A landmark jury trial began in Los Angeles this week over whether Instagram and YouTube were designed to addict young users and harm their mental health. The plaintiff, identified as K.G.M., says the platforms worsened her depression and suicidal thoughts. The case, heard before Los Angeles County Superior Court Judge Carolyn B. Kuhl, could shape thousands of similar lawsuits pending nationwide.
Opening arguments set the stakes
Plaintiff’s lawyer Mark Lanier told jurors the companies built “addiction machines” aimed at children. He said internal documents will show intentional design choices that maximize time spent. Defense counsel countered that the plaintiff’s struggles trace to family turmoil and pre-existing issues, not product design. The trial is expected to last six to eight weeks.

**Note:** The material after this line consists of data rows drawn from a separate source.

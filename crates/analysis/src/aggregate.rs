use kanshi_core::config::ScoringConfig;
use kanshi_core::market::entity::{Dimension, SubScores};
use kanshi_core::score::error::AnalysisError;
use std::collections::BTreeMap;
use tracing::{debug, warn};

/// # Summary
/// 加权聚合结果。
#[derive(Debug, Clone, Copy, PartialEq)]
pub struct Aggregate {
    // 归一化后的加权总分，位于 [0,1]
    pub score: f64,
    // 参与聚合的子评分的总体标准差
    pub dispersion: f64,
    // 参与聚合的维度个数
    pub included: usize,
}

/// # Summary
/// 子评分加权聚合器。
///
/// # Invariants
/// - 不可用维度被排除，剩余维度的权重重新归一化为 1。
/// - 权重配置中没有出现的维度不参与计算。
pub struct ScoreAggregator {
    weights: BTreeMap<Dimension, f64>,
}

impl ScoreAggregator {
    pub fn new(config: &ScoringConfig) -> Self {
        Self {
            weights: config.weights.clone(),
        }
    }

    /// # Summary
    /// 计算加权总分与离散度。
    ///
    /// # Logic
    /// 1. 跳过无权重或权重为 0 的维度。
    /// 2. 跳过标记为不可用的维度；NaN、无穷或越界的值视为计算错误，记录后同样跳过。
    /// 3. 以剩余维度的权重之和做归一化。
    ///
    /// # Arguments
    /// * `sub_scores` - 数据源返回的各维度子评分。
    ///
    /// # Returns
    /// * 至少一个维度可用时返回 `Aggregate`。
    /// * 全部不可用时返回 `AnalysisError::NoData`。
    pub fn aggregate(&self, sub_scores: &SubScores) -> Result<Aggregate, AnalysisError> {
        let mut included: Vec<(f64, f64)> = Vec::with_capacity(sub_scores.len());

        for (dimension, sub_score) in sub_scores {
            let Some(weight) = self.weights.get(dimension).copied() else {
                debug!(%dimension, "Ignoring sub-score without configured weight");
                continue;
            };
            if weight <= 0.0 {
                continue;
            }
            let Some(value) = sub_score.value() else {
                debug!(%dimension, "Sub-score unavailable");
                continue;
            };
            if !value.is_finite() || !(0.0..=1.0).contains(&value) {
                warn!(%dimension, value, "Sub-score outside [0,1], treating as unavailable");
                continue;
            }
            included.push((weight, value));
        }

        let total_weight: f64 = included.iter().map(|(w, _)| w).sum();
        if included.is_empty() || total_weight <= 0.0 {
            return Err(AnalysisError::NoData);
        }

        let weighted: f64 = included.iter().map(|(w, v)| w * v).sum();
        // 归一化只会引入舍入误差
        let score = (weighted / total_weight).clamp(0.0, 1.0);
        if !score.is_finite() {
            return Err(AnalysisError::InvalidScore(score));
        }

        Ok(Aggregate {
            score,
            dispersion: dispersion(included.iter().map(|(_, v)| *v)),
            included: included.len(),
        })
    }
}

fn dispersion(values: impl Iterator<Item = f64> + Clone) -> f64 {
    let (sum, count) = values.clone().fold((0.0, 0.0), |(s, n), v| (s + v, n + 1.0));
    if count == 0.0 {
        return 0.0;
    }
    let mean = sum / count;
    let variance = values.map(|v| (v - mean).powi(2)).sum::<f64>() / count;
    variance.sqrt()
}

What the plaintiff alleges
The complaint targets the design of feeds, alerts and autoplay. It argues these features encourage compulsive use and that the firms failed to warn young users. In court, Lanier referenced internal messages—including a 2015 email goal to raise “time spent” by 12%—to argue profit trumped safety. The defense disputes that interpretation.
How Meta and YouTube responded
Lawyers for Meta Platforms and for YouTube owner Google say the apps were not a substantial factor in K.G.M.’s harms. Meta’s attorney Paul Schmidt highlighted records of long-running family conflict and therapy that began in early childhood. The companies also point to youth-safety tools and argue they cannot be liable for third-party content, only for their own product design. Judge Kuhl instructed jurors on that distinction.
Why this case could set a benchmark
This is a bellwether trial—a case used to test evidence and legal theories that can influence settlement and strategy in many related suits. A verdict for the plaintiff could encourage more claims by families, school districts and states; a defense win could slow the wave. Top executives, including Mark Zuckerberg, Adam Mosseri and Neal Mohan, are expected to testify. Separately, Snap and TikTok settled with K.G.M. before trial and are no longer defendants.
What comes next in court
Jurors will hear expert testimony on adolescent mental health and product design, along with former employees who raised safety concerns. They will decide first on liability for design choices and warnings. If the jury finds liability, it may consider damages, including punitive awards. Proceedings are running alongside a separate New Mexico case against Meta and ahead of a federal bellwether set for later this year.
The Los Angeles trial tests where product design ends and user responsibility begins. Its outcome will send a signal to families, platforms and regulators on how far the law will go in policing the attention economy.